One region, all voices

L21

|

|

Read in

Alberto Fujimori, Peru’s last caudillo, dies

The most tangible legacy of this dark period is the neoliberal economic model that left deep marks since its implementation in 1992 and which remains into force.

Alberto Fujimori was Peru’s president from 1990 to 2000, a period during which he committed serious acts of corruption and human rights violations, for which he was sentenced to 25 years in prison. In 2020, he received a controversial pardon from then-president Pedro Pablo Kuczynski, who negotiated political support from a Fujimorist sector to avoid impeachment. Fujimori’s pardon was granted on the grounds of a serious illness. However, after his release from prison, he regained his defiant attitude, even stating he would run for president in the next election.

The former president is credited with ending the political violence in 1993 that had begun in the early 1980s due to terrorist actions by Shining Path—Sendero Luminoso—and the Túpac Amaru Revolutionary Movement (MRTA), which ravaged the country during those years. However, new evidence questions this claim, arguing that these movements had little chance of defeating state forces and that previous governments had already implemented security and counterterrorism policies.

Before Fujimori dissolved Congress in April 1992, prominent Argentine political scientist Guillermo O’Donnell described his case as a “Delegative Democracy.” It was a flawed democracy, where Fujimori, a caudillo, presented himself as a supposed savior of the people amidst chaos. However, after breaking constitutional order, his government turned into an authoritarian regime.

Soon after, due to the lack of adequate concepts to better identify the nature of the Fujimori regime, Steven Levitsky used it as a reference to develop the concept of “competitive authoritarianism.” Regardless of ideology, this type of regime combines democratic elements with authoritarian practices that limit real electoral competition.

His regime collapsed in 2000 after a fraudulent second re-election in which he failed to gain a majority in Congress. The democratic opposition accused the government of bribing congressmen, including Alex Kouri Bumachar, Enrique Mendoza del Solar and César Acuña. In light of the evidence, the opposition in Congress took the lead in the transition to democracy, exposing widespread corruption that had plagued Peru during the last decade, forcing Fujimori to flee the country.

Like in Argentina and Uruguay, Peru’s transition allowed many members of the security forces to be tried and sentenced for human rights violations. However, in Peru, a group of businessmen, officials, former ministers and high-ranking military officers from the Fujimori government were also prosecuted for corruption crimes.

Following the collapse of his government, Fujimori sought to run for the Senate in Japan, where he sought protection as a Japanese citizen. After losing the election in Japan, Alberto Fujimori considered returning to the country in 2005, believing that the weakness of the institutions and the crisis in Alejandro Toledo’s government presented an opportunity. However, he was arrested in Chile and later extradited to Peru. Shortly after, he was sentenced in an exemplary trial to 25 years in prison for various crimes related to corruption and human rights violations.
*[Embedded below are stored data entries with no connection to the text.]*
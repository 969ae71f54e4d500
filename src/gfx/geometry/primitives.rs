//! Primitive shape generators. All shapes are Y-up.

use std::f32::consts::PI;

use super::GeometryData;

/// Generate a UV sphere with specified radius and resolution
///
/// # Arguments
/// * `radius` - Sphere radius
/// * `longitude_segments` - Number of vertical segments (longitude lines)
/// * `latitude_segments` - Number of horizontal segments (latitude lines)
pub fn generate_sphere(radius: f32, longitude_segments: u32, latitude_segments: u32) -> GeometryData {
    let mut data = GeometryData::new();

    let long_segs = longitude_segments.max(3);
    let lat_segs = latitude_segments.max(2);

    for lat in 0..=lat_segs {
        let theta = lat as f32 * PI / lat_segs as f32;
        let (sin_theta, cos_theta) = theta.sin_cos();

        for long in 0..=long_segs {
            let phi = long as f32 * 2.0 * PI / long_segs as f32;
            let (sin_phi, cos_phi) = phi.sin_cos();

            let normal = [sin_theta * cos_phi, cos_theta, sin_theta * sin_phi];
            data.vertices
                .push([normal[0] * radius, normal[1] * radius, normal[2] * radius]);
            data.normals.push(normal);
            data.tex_coords
                .push([long as f32 / long_segs as f32, lat as f32 / lat_segs as f32]);
        }
    }

    for lat in 0..lat_segs {
        for long in 0..long_segs {
            let first = lat * (long_segs + 1) + long;
            let second = first + long_segs + 1;

            data.indices.extend_from_slice(&[first, first + 1, second]);
            data.indices.extend_from_slice(&[second, first + 1, second + 1]);
        }
    }

    data
}

/// Generate a plane in the XY plane facing +Z
///
/// Rotate it -90° about X to lay it flat as a ground surface.
///
/// # Arguments
/// * `width` - Width of the plane (X direction)
/// * `height` - Height of the plane (Y direction)
/// * `width_segments` - Number of subdivisions along width
/// * `height_segments` - Number of subdivisions along height
pub fn generate_plane(width: f32, height: f32, width_segments: u32, height_segments: u32) -> GeometryData {
    let mut data = GeometryData::new();

    let w_segs = width_segments.max(1);
    let h_segs = height_segments.max(1);

    for y in 0..=h_segs {
        let v = y as f32 / h_segs as f32;
        let pos_y = (v - 0.5) * height;

        for x in 0..=w_segs {
            let u = x as f32 / w_segs as f32;
            let pos_x = (u - 0.5) * width;

            data.vertices.push([pos_x, pos_y, 0.0]);
            data.normals.push([0.0, 0.0, 1.0]);
            // Image rows run top-down.
            data.tex_coords.push([u, 1.0 - v]);
        }
    }

    for y in 0..h_segs {
        for x in 0..w_segs {
            let i = y * (w_segs + 1) + x;
            let next_row = i + w_segs + 1;

            data.indices.extend_from_slice(&[i, i + 1, next_row]);
            data.indices.extend_from_slice(&[next_row, i + 1, next_row + 1]);
        }
    }

    data
}

/// Generate grid lines on the XZ plane, centred at the origin
///
/// Indices are line-list pairs, `divisions + 1` lines along each axis.
pub fn generate_grid_lines(size: f32, divisions: u32) -> GeometryData {
    let mut data = GeometryData::new();

    let divisions = divisions.max(1);
    let half = size * 0.5;
    let step = size / divisions as f32;

    for i in 0..=divisions {
        let k = -half + i as f32 * step;
        for (a, b) in [([-half, 0.0, k], [half, 0.0, k]), ([k, 0.0, -half], [k, 0.0, half])] {
            let base = data.vertices.len() as u32;
            data.vertices.push(a);
            data.vertices.push(b);
            data.normals.extend_from_slice(&[[0.0, 1.0, 0.0]; 2]);
            data.tex_coords.extend_from_slice(&[[0.0, 0.0]; 2]);
            data.indices.extend_from_slice(&[base, base + 1]);
        }
    }

    data
}

#[cfg(test)]
mod tests {
    use super::*;

    fn face_normal(data: &GeometryData, tri: &[u32]) -> [f32; 3] {
        let p = |i: u32| data.vertices[i as usize];
        let (a, b, c) = (p(tri[0]), p(tri[1]), p(tri[2]));
        let e1 = [b[0] - a[0], b[1] - a[1], b[2] - a[2]];
        let e2 = [c[0] - a[0], c[1] - a[1], c[2] - a[2]];
        [
            e1[1] * e2[2] - e1[2] * e2[1],
            e1[2] * e2[0] - e1[0] * e2[2],
            e1[0] * e2[1] - e1[1] * e2[0],
        ]
    }

    #[test]
    fn test_plane_winding_faces_normal() {
        let plane = generate_plane(2.0, 2.0, 2, 2);
        assert_eq!(plane.vertex_count(), 9);
        assert_eq!(plane.triangle_count(), 8);
        for tri in plane.indices.chunks_exact(3) {
            assert!(face_normal(&plane, tri)[2] > 0.0);
        }
    }

    #[test]
    fn test_sphere_radius_and_outward_winding() {
        let sphere = generate_sphere(0.2, 16, 16);
        for v in &sphere.vertices {
            let len = (v[0] * v[0] + v[1] * v[1] + v[2] * v[2]).sqrt();
            assert!((len - 0.2).abs() < 1e-5);
        }
        // Equatorial band, away from the degenerate poles.
        let row = (8 * 16) * 2 * 3;
        let tri = &sphere.indices[row..row + 3];
        let n = face_normal(&sphere, tri);
        let centroid = tri
            .iter()
            .map(|&i| sphere.vertices[i as usize])
            .fold([0.0; 3], |acc, p| [acc[0] + p[0], acc[1] + p[1], acc[2] + p[2]]);
        let dot = n[0] * centroid[0] + n[1] * centroid[1] + n[2] * centroid[2];
        assert!(dot > 0.0);
    }

    #[test]
    fn test_grid_line_count() {
        let grid = generate_grid_lines(20.0, 20);
        assert_eq!(grid.indices.len(), 21 * 2 * 2);
        assert!(grid.vertices.iter().all(|v| v[1] == 0.0));
    }
}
The most tangible legacy of this dark period is the neoliberal economic model that left deep marks since its implementation in 1992 through decrees, later consolidated in the 1993 Constitution, which remains in force. It established the need to maintain healthy macroeconomic indicators and fiscal discipline to allow the full development of a free-market economy. However, with the end of Fujimorism, a wave of migration began, leading over two million Peruvians to leave the country in search of opportunities.

The Fujimori model contains safeguards that make substantial economic changes difficult, unlike the model inherited by Augusto Pinochet in Chile, where the binomial electoral system prevented real access to power by political forces seeking to change the country’s structures. In Peru, the control mechanisms established in the 1990s still act as locks, limiting the possibility of initiating processes that would alter what was established during that period.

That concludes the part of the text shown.